Buying a home is an exciting milestone in life but also requires careful financial planning. One of the biggest questions homebuyers face is how much cash they should have leftover after putting down their down payment.
How much Cash should you have After Down payment?
After making a down payment on a home, it’s crucial to have 6 to 9 months’ worth of living expenses saved up. This acts as a safety net for unexpected costs and income loss. To accumulate enough post-purchase reserves, focus on building savings early, reducing debts, maintaining a lean budget, increasing income where possible, saving windfalls, choosing favorable mortgage terms, and seeking family support if needed. Be prepared for other expenses like closing fees, moving costs, furnishing costs, potential repairs, and ongoing mortgage payments.
1. The Down Payment
A down payment is the upfront payment you make when purchasing a home to secure the mortgage loan. Typical down payments range from 3% to 20% of the total home price, depending on the type of mortgage. Conventional loans require at least 3% down, but can require more based on your credit profile. FHA and VA loans allow down payments as low as 3.5%. The more you can put down upfront, however, the better – a 20% down payment avoids private mortgage insurance and shows the lender you are financially secure.
As a general rule, your down payment should be enough to demonstrate commitment to the home without depleting all your savings. Work within your budget, factoring in closing costs, moving expenses, and the costs of owning a home. Lenders allow down payments gifted by relatives, which you may want to take advantage of, since your down payment is just the beginning – you’ll also need post-closing cash to provide security after closing.

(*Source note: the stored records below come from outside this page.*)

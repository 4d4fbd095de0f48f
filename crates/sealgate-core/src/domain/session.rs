//! SessionKey - 短命な復号セッション
//!
//! # 状態遷移
//! ```text
//! Absent → Created → Signed → (Valid: 期限内かつ address 一致) → Expired
//! ```
//!
//! - `create()` で 1 つの address と 1 つの policy package に束縛された鍵を作る
//! - wallet が personal message に署名するまで key share の要求には使えない
//! - 期限は作成時刻からの wall-clock（個々の download とは無関係）

use chrono::{DateTime, Duration, Utc};
use ed25519_dalek::{Signature, Signer, SigningKey, Verifier, VerifyingKey};
use serde::{Deserialize, Serialize};

use super::ids::{Address, ObjectId};

/// Derives the account address of an ed25519 public key.
pub fn address_of(public_key: &VerifyingKey) -> Address {
    Address::from_bytes(*blake3::hash(public_key.as_bytes()).as_bytes())
}

/// A wallet signature over a personal message, with the signer's public key.
#[derive(Debug, Clone, PartialEq, Eq, Serialize, Deserialize)]
pub struct PersonalSignature {
    #[serde(with = "hex_array")]
    pub public_key: [u8; 32],
    #[serde(with = "hex_array")]
    pub signature: [u8; 64],
}

impl PersonalSignature {
    /// Checks the signature over `message` and that it was made by `address`.
    pub fn verify(&self, address: &Address, message: &[u8]) -> bool {
        let Ok(key) = VerifyingKey::from_bytes(&self.public_key) else {
            return false;
        };
        if address_of(&key) != *address {
            return false;
        }
        key.verify(message, &Signature::from_bytes(&self.signature))
            .is_ok()
    }
}

/// Lifecycle state of a session key.
#[derive(Debug, Clone, Copy, PartialEq, Eq)]
pub enum SessionState {
    /// Created but not yet signed by the wallet.
    Created,
    /// Signed and unexpired.
    Valid,
    Expired,
}

/// Short-lived decryption session bound to one address and one policy package.
pub struct SessionKey {
    address: Address,
    package_id: ObjectId,
    created_at: DateTime<Utc>,
    ttl: Duration,
    ephemeral: SigningKey,
    signature: Option<PersonalSignature>,
}

impl SessionKey {
    pub fn create(
        address: Address,
        package_id: ObjectId,
        ttl_minutes: u32,
        now: DateTime<Utc>,
    ) -> Self {
        Self {
            address,
            package_id,
            created_at: now,
            ttl: Duration::minutes(i64::from(ttl_minutes)),
            ephemeral: SigningKey::generate(&mut rand::rngs::OsRng),
            signature: None,
        }
    }

    pub fn address(&self) -> Address {
        self.address
    }

    pub fn package_id(&self) -> ObjectId {
        self.package_id
    }

    pub fn expires_at(&self) -> DateTime<Utc> {
        self.created_at + self.ttl
    }

    pub fn is_expired(&self, now: DateTime<Utc>) -> bool {
        now >= self.expires_at()
    }

    pub fn is_signed(&self) -> bool {
        self.signature.is_some()
    }

    pub fn state(&self, now: DateTime<Utc>) -> SessionState {
        if self.is_expired(now) {
            SessionState::Expired
        } else if self.is_signed() {
            SessionState::Valid
        } else {
            SessionState::Created
        }
    }

    /// Usable for `address` at `now`: signed, unexpired and bound to that address.
    pub fn is_usable_for(&self, address: &Address, now: DateTime<Utc>) -> bool {
        self.state(now) == SessionState::Valid && self.address == *address
    }

    pub fn session_public_key(&self) -> [u8; 32] {
        self.ephemeral.verifying_key().to_bytes()
    }

    /// Canonical message the wallet signs to authorize this session.
    pub fn personal_message(&self) -> Vec<u8> {
        format!(
            "Accessing keys of package {} for {} mins from {}, session key {}",
            self.package_id,
            self.ttl.num_minutes(),
            self.created_at.format("%Y-%m-%d %H:%M:%S UTC"),
            hex::encode(self.session_public_key()),
        )
        .into_bytes()
    }

    /// Attaches the wallet signature; rejects a signature that does not verify.
    pub fn set_personal_message_signature(
        &mut self,
        signature: PersonalSignature,
    ) -> Result<(), InvalidSessionSignature> {
        if !signature.verify(&self.address, &self.personal_message()) {
            return Err(InvalidSessionSignature);
        }
        self.signature = Some(signature);
        Ok(())
    }

    /// Certificate presented to key servers, or `None` while unsigned.
    ///
    /// The request signature binds the transaction kind bytes to this session.
    pub fn certificate(&self, tx_kind: &[u8]) -> Option<SessionCertificate> {
        let signature = self.signature.clone()?;
        Some(SessionCertificate {
            address: self.address,
            package_id: self.package_id,
            personal_message: self.personal_message(),
            wallet_signature: signature,
            session_public_key: self.session_public_key(),
            request_signature: self.ephemeral.sign(tx_kind).to_bytes().to_vec(),
            expires_at: self.expires_at(),
        })
    }
}

impl std::fmt::Debug for SessionKey {
    fn fmt(&self, f: &mut std::fmt::Formatter<'_>) -> std::fmt::Result {
        f.debug_struct("SessionKey")
            .field("address", &self.address)
            .field("package_id", &self.package_id)
            .field("created_at", &self.created_at)
            .field("ttl_minutes", &self.ttl.num_minutes())
            .field("signed", &self.is_signed())
            .finish()
    }
}

#[derive(Debug, Clone, Copy, PartialEq, Eq, thiserror::Error)]
#[error("personal message signature does not match the session key")]
pub struct InvalidSessionSignature;

/// What a key server sees of a session.
#[derive(Debug, Clone, PartialEq, Eq, Serialize, Deserialize)]
pub struct SessionCertificate {
    pub address: Address,
    pub package_id: ObjectId,
    #[serde(with = "hex_vec")]
    pub personal_message: Vec<u8>,
    pub wallet_signature: PersonalSignature,
    #[serde(with = "hex_array")]
    pub session_public_key: [u8; 32],
    #[serde(with = "hex_vec")]
    pub request_signature: Vec<u8>,
    pub expires_at: DateTime<Utc>,
}

impl SessionCertificate {
    /// Key-server side check of the whole certificate for one request.
    pub fn verify(&self, tx_kind: &[u8], now: DateTime<Utc>) -> bool {
        if now >= self.expires_at {
            return false;
        }
        if !self
            .wallet_signature
            .verify(&self.address, &self.personal_message)
        {
            return false;
        }
        // The signed message must name this session's ephemeral key.
        let key_hex = hex::encode(self.session_public_key);
        if !String::from_utf8_lossy(&self.personal_message).ends_with(&key_hex) {
            return false;
        }
        let Ok(session_key) = VerifyingKey::from_bytes(&self.session_public_key) else {
            return false;
        };
        let Ok(signature) = Signature::from_slice(&self.request_signature) else {
            return false;
        };
        session_key.verify(tx_kind, &signature).is_ok()
    }
}

mod hex_array {
    use serde::{Deserialize, Deserializer, Serializer};

    pub fn serialize<S: Serializer, const N: usize>(
        bytes: &[u8; N],
        serializer: S,
    ) -> Result<S::Ok, S::Error> {
        serializer.serialize_str(&hex::encode(bytes))
    }

    pub fn deserialize<'de, D: Deserializer<'de>, const N: usize>(
        deserializer: D,
    ) -> Result<[u8; N], D::Error> {
        let s = String::deserialize(deserializer)?;
        let mut out = [0u8; N];
        hex::decode_to_slice(s, &mut out).map_err(serde::de::Error::custom)?;
        Ok(out)
    }
}

mod hex_vec {
    use serde::{Deserialize, Deserializer, Serializer};

    pub fn serialize<S: Serializer>(bytes: &[u8], serializer: S) -> Result<S::Ok, S::Error> {
        serializer.serialize_str(&hex::encode(bytes))
    }

    pub fn deserialize<'de, D: Deserializer<'de>>(deserializer: D) -> Result<Vec<u8>, D::Error> {
        let s = String::deserialize(deserializer)?;
        hex::decode(s).map_err(serde::de::Error::custom)
    }
}

#[cfg(test)]
pub(crate) mod tests {
    use super::*;
    use chrono::TimeZone;

    pub(crate) fn sign(key: &SigningKey, message: &[u8]) -> PersonalSignature {
        PersonalSignature {
            public_key: key.verifying_key().to_bytes(),
            signature: key.sign(message).to_bytes(),
        }
    }

    fn now() -> DateTime<Utc> {
        Utc.with_ymd_and_hms(2025, 1, 1, 12, 0, 0).unwrap()
    }

    fn account() -> (SigningKey, Address) {
        let key = SigningKey::generate(&mut rand::rngs::OsRng);
        let address = address_of(&key.verifying_key());
        (key, address)
    }

    #[test]
    fn new_key_is_created_but_not_usable() {
        let (_, address) = account();
        let session = SessionKey::create(address, ObjectId::from_u64(1), 10, now());
        assert_eq!(session.state(now()), SessionState::Created);
        assert!(!session.is_usable_for(&address, now()));
        assert!(session.certificate(b"tx").is_none());
    }

    #[test]
    fn signed_key_is_valid_until_ttl() {
        let (wallet, address) = account();
        let mut session = SessionKey::create(address, ObjectId::from_u64(1), 10, now());
        let sig = sign(&wallet, &session.personal_message());
        session.set_personal_message_signature(sig).unwrap();

        assert_eq!(session.state(now()), SessionState::Valid);
        assert!(session.is_usable_for(&address, now() + Duration::minutes(9)));
        assert_eq!(session.state(now() + Duration::minutes(10)), SessionState::Expired);
    }

    #[test]
    fn key_is_not_usable_for_other_address() {
        let (wallet, address) = account();
        let (_, other) = account();
        let mut session = SessionKey::create(address, ObjectId::from_u64(1), 10, now());
        let sig = sign(&wallet, &session.personal_message());
        session.set_personal_message_signature(sig).unwrap();

        assert!(!session.is_usable_for(&other, now()));
    }

    #[test]
    fn signature_from_another_wallet_is_rejected() {
        let (_, address) = account();
        let (intruder, _) = account();
        let mut session = SessionKey::create(address, ObjectId::from_u64(1), 10, now());
        let sig = sign(&intruder, &session.personal_message());
        assert_eq!(
            session.set_personal_message_signature(sig),
            Err(InvalidSessionSignature)
        );
        assert!(!session.is_signed());
    }

    #[test]
    fn certificate_verifies_for_its_request_only() {
        let (wallet, address) = account();
        let mut session = SessionKey::create(address, ObjectId::from_u64(1), 10, now());
        let sig = sign(&wallet, &session.personal_message());
        session.set_personal_message_signature(sig).unwrap();

        let cert = session.certificate(b"tx-a").unwrap();
        assert!(cert.verify(b"tx-a", now()));
        assert!(!cert.verify(b"tx-b", now()));
        assert!(!cert.verify(b"tx-a", now() + Duration::minutes(11)));
    }
}
//! SessionKeyManager - 復号セッションの作成・署名・再利用
//!
//! # 再利用ルール
//! - キャッシュが「署名済み・期限内・address 一致」なら署名を求めずに使い回す
//! - それ以外は新しく作って wallet に署名してもらう
//! - account の切り替えが通知されたら、期限内でも `invalidate` でキャッシュを捨てる
//!
//! キャッシュはこの struct が所有し、orchestrator の state と一緒に渡される。

use std::sync::Arc;

use crate::domain::{Address, ObjectId, PipelineError, SessionKey, SessionState};
use crate::ports::{Clock, Wallet, WalletError};

pub struct SessionKeyManager {
    wallet: Arc<dyn Wallet>,
    clock: Arc<dyn Clock>,
    package_id: ObjectId,
    ttl_minutes: u32,
    cached: Option<SessionKey>,
}

impl SessionKeyManager {
    pub fn new(
        wallet: Arc<dyn Wallet>,
        clock: Arc<dyn Clock>,
        package_id: ObjectId,
        ttl_minutes: u32,
    ) -> Self {
        Self {
            wallet,
            clock,
            package_id,
            ttl_minutes,
            cached: None,
        }
    }

    /// A signed, unexpired session key for the active account.
    ///
    /// Prompts the wallet only when the cached key cannot be reused.
    pub async fn acquire(&mut self) -> Result<&SessionKey, PipelineError> {
        let address = self
            .wallet
            .address()
            .map_err(|e| PipelineError::DecryptionFailed(e.to_string()))?;
        let now = self.clock.now();

        let key = match self.cached.take() {
            Some(key) if key.is_usable_for(&address, now) && key.package_id() == self.package_id => {
                tracing::debug!(address = %address, expires_at = %key.expires_at(), "reusing session key");
                key
            }
            previous => {
                tracing::debug!(
                    address = %address,
                    previous = ?previous.as_ref().map(|k| k.state(now)),
                    "creating session key"
                );
                self.create_signed(address).await?
            }
        };
        let key: &SessionKey = self.cached.insert(key);
        Ok(key)
    }

    async fn create_signed(&self, address: Address) -> Result<SessionKey, PipelineError> {
        let mut key = SessionKey::create(address, self.package_id, self.ttl_minutes, self.clock.now());
        let signature = self
            .wallet
            .sign_personal_message(&key.personal_message())
            .await
            .map_err(|e| match e {
                WalletError::Declined => PipelineError::SignatureDeclined,
                other => PipelineError::DecryptionFailed(other.to_string()),
            })?;
        key.set_personal_message_signature(signature)
            .map_err(|e| PipelineError::DecryptionFailed(e.to_string()))?;
        Ok(key)
    }

    pub fn invalidate(&mut self) {
        if self.cached.take().is_some() {
            tracing::debug!("session key invalidated");
        }
    }

    /// State of the cached key, `None` when there is none.
    pub fn state(&self) -> Option<SessionState> {
        self.cached.as_ref().map(|k| k.state(self.clock.now()))
    }
}
//! Plain data types shared by every other module.

mod cuisine;
mod markup;
mod recipe;

pub use cuisine::Cuisine;
pub use markup::strip_markup;
pub use recipe::{Difficulty, Nutrition, Recipe, RecipeId};
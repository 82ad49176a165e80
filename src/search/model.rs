use crate::catalog::Catalog;
use crate::model::Recipe;
use serde::{Deserialize, Serialize};
use std::sync::Arc;

/// Normalised list of ingredients the user is searching by.
///
/// Entries are trimmed and lower-cased on the way in; empty and duplicate
/// entries are rejected. Insertion order is kept for display.
#[derive(Debug, Clone, Default, PartialEq, Eq, Serialize, Deserialize)]
pub struct IngredientList {
    items: Vec<String>,
}

impl IngredientList {
    pub fn new() -> Self {
        Self::default()
    }

    /// Adds an ingredient, returning `false` if it was empty or already present.
    pub fn add(&mut self, raw: &str) -> bool {
        let normalized = raw.trim().to_lowercase();
        if normalized.is_empty() || self.items.contains(&normalized) {
            return false;
        }
        self.items.push(normalized);
        true
    }

    /// Removes an ingredient, returning `false` if it was not present.
    pub fn remove(&mut self, ingredient: &str) -> bool {
        let before = self.items.len();
        self.items.retain(|i| i != ingredient);
        self.items.len() != before
    }

    pub fn clear(&mut self) {
        self.items.clear();
    }

    pub fn iter(&self) -> impl Iterator<Item = &str> {
        self.items.iter().map(String::as_str)
    }

    pub fn as_slice(&self) -> &[String] {
        &self.items
    }

    pub fn len(&self) -> usize {
        self.items.len()
    }

    pub fn is_empty(&self) -> bool {
        self.items.is_empty()
    }
}

impl<S: AsRef<str>> FromIterator<S> for IngredientList {
    fn from_iter<I: IntoIterator<Item = S>>(iter: I) -> Self {
        let mut list = IngredientList::new();
        for item in iter {
            list.add(item.as_ref());
        }
        list
    }
}

/// A complete search request: free text plus ingredients.
#[derive(Debug, Clone, Default, PartialEq, Eq, Serialize, Deserialize)]
pub struct SearchQuery {
    pub ingredients: IngredientList,
    pub term: String,
}

impl SearchQuery {
    pub fn new(ingredients: IngredientList, term: impl Into<String>) -> Self {
        SearchQuery {
            ingredients,
            term: term.into(),
        }
    }

    /// True when neither a term nor any ingredient is set.
    pub fn is_empty(&self) -> bool {
        self.term.is_empty() && self.ingredients.is_empty()
    }

    pub fn run(&self, catalog: &Catalog) -> Vec<Arc<Recipe>> {
        super::search(catalog, self.ingredients.as_slice(), &self.term)
    }
}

2. Post-Closing Cash Needs
Once you’ve put money down and finalized the purchase, how much should you have left in the bank? Here are some factors that determine ideal post-closing cash reserves:
- Emergency fund – Financial experts recommend a minimum 3-6 months of living expenses in savings as a cushion against unexpected expenses and income loss. Don’t drain all your cash on a down payment.
- Closing costs – Closing costs like origination fees, points, appraisal fees, inspection fees, taxes, insurance, title fees, etc. can cost 3-4% of the home’s price. You need to take these costs into consideration when saving for your home purchase.
- Moving and furnishings – Furnishing and moving into a new home can easily cost thousands. Budget 2-5% of the home’s price for moving trucks, storage, furniture, appliances, decor, etc.
- Home repairs and maintenance – Owning a home comes with surprise repairs – budget 1-2% of the value as savings specifically for maintenance like plumbing leaks, HVAC repairs, broken appliances, leaky roofs, etc.
- Remodeling or renovations – Many buyers want to customize their home upon moving in through painting, flooring, knocking down walls, etc. Budget for any major remodeling or plan more minor cosmetic renovations into your post-purchase budget.
- Mortgage payments – Make sure you have savings to continue paying your mortgage for at least 1-2 months in case of job loss or other financial difficulty.
- Lifestyle inflation – Avoid “house fever” where you splurge on furnishings, decor, and inflate your lifestyle because of the new home. Stick to a reasonable budget.
Given all of these factors, most experts recommend having a minimum of 6-9 months’ worth of living expenses after closing. Some advise having up to 20% of the home’s value leftover in cash reserves, though this is not practical for every home buyer. Ultimately how much you need depends on your own financial situation.
3. Building Post-Closing Savings
Here are some tips for building up your post-purchase cash reserves:
- Start saving early – Set specific monthly savings goals and begin saving as soon as you start considering buying a home. Time gives money the chance to grow.
- Reduce debts – Pay down credit cards, auto loans, student loans, and other debts so you have lower fixed monthly payments.
- Create a lean budget – Audit your expenses and trim discretionary spending to dedicate maximum savings to home buying. Move to needs-based spending.
- Increase income – Consider taking on freelance work or a side gig like rideshare driving for extra income to boost savings.
- Save windfalls – Put tax refunds, bonuses, inheritance money, or monetary gifts directly into savings.
- Choose your mortgage carefully – Compare mortgage terms to find the most favorable interest rate and monthly payment so your post-closing budget isn’t squeezed.
- Get help from family – If possible, family members may be able to gift a portion of your down payment or help furnish the new home. Their support can help you avoid draining all your savings.
It takes diligence and disciplined saving to accumulate enough post-purchase reserves. But entering homeownership with strong cash reserves provides stability and financial protection.
Talk to mortgage lenders to understand all costs and get your full financial picture. With adequate planning, you can make a down payment AND retain savings to thrive in your new home.